If you’ve worked with building a CLR trigger for MsSQL, then there are decent odds you’ve seen this come back to the message window while testing the trigger inside Microsoft SQL Management Studio:

The context transaction which was active before entering user defined routine, trigger or aggregate “[CLR trigger name]” has been ended inside of it, which is not allowed. Change application logic to enforce strict transaction nesting.

So, after you finish pulling your brains out one hair at a time, do this:

  1. Put a try { } catch(Exception as ex) { } around the block of code that is executing commands into the database
  2. Use the SqlContext.Pipe.SendMessage(ex.Message) to send the message to the Management Studio message window
  3. Figure out why your query is crashing and causing the entire transaction to rollback, therefore causing this problem.
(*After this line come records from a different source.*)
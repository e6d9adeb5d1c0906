use clap::Args;
use penny_slack::DEFAULT_SLACK_API_BASE;

use super::{parse_positive_u64, parse_positive_usize};

/// Slack Web API credentials and transport tuning.
#[derive(Debug, Clone, Args)]
pub struct CliSlackFlags {
    #[arg(
        long = "slack-api-base",
        env = "PENNY_SLACK_API_BASE",
        default_value = DEFAULT_SLACK_API_BASE,
        help = "Slack Web API base URL"
    )]
    pub slack_api_base: String,

    #[arg(
        long = "slack-bot-token",
        env = "PENNY_SLACK_BOT_TOKEN",
        hide_env_values = true,
        help = "Slack bot token for Web API (xoxb-...)"
    )]
    pub slack_bot_token: Option<String>,

    #[arg(
        long = "slack-user-token",
        env = "PENNY_SLACK_USER_TOKEN",
        hide_env_values = true,
        help = "Slack user token (xoxp-...) used for message search and deleting reported posts"
    )]
    pub slack_user_token: Option<String>,

    #[arg(
        long = "slack-signing-secret",
        env = "PENNY_SLACK_SIGNING_SECRET",
        hide_env_values = true,
        help = "Slack app signing secret used to verify inbound requests"
    )]
    pub slack_signing_secret: Option<String>,

    #[arg(
        long = "slack-bot-user-id",
        env = "PENNY_SLACK_BOT_USER_ID",
        help = "Bot user id; resolved with auth.test when omitted"
    )]
    pub slack_bot_user_id: Option<String>,

    #[arg(
        long = "slack-request-timeout-ms",
        env = "PENNY_SLACK_REQUEST_TIMEOUT_MS",
        default_value_t = 10_000,
        value_parser = parse_positive_u64,
        help = "Timeout for each Slack Web API request in milliseconds"
    )]
    pub slack_request_timeout_ms: u64,

    #[arg(
        long = "slack-retry-max-attempts",
        env = "PENNY_SLACK_RETRY_MAX_ATTEMPTS",
        default_value_t = 1,
        value_parser = parse_positive_usize,
        help = "Attempts per Slack Web API call; values above 1 retry rate limits and 5xx responses"
    )]
    pub slack_retry_max_attempts: usize,

    #[arg(
        long = "slack-retry-base-delay-ms",
        env = "PENNY_SLACK_RETRY_BASE_DELAY_MS",
        default_value_t = 500,
        help = "Base backoff between Slack Web API retries in milliseconds"
    )]
    pub slack_retry_base_delay_ms: u64,
}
As you can see, this problem arises when there is a problem with one of the queries being executed in the Transaction (you inherit the Transaction from when the trigger is invoked). When a trigger throws a rollback inside the transaction, it causes an exception.

I also tried to begin another transaction (inspired by the concept of “nested transactions”) but that didn’t seem to work. I have one other thing I plan on trying if this problem flares up again (which I have a feeling it will). I’m going to wrap every command text in a try catch block, for the SQL database. Since I have all of my commands accessing the database at a centralized method, this should be fairly easy to implement. I think this will prevent such a rollback, but havn’t tried it so I’m not sure. If you try it first, let me know!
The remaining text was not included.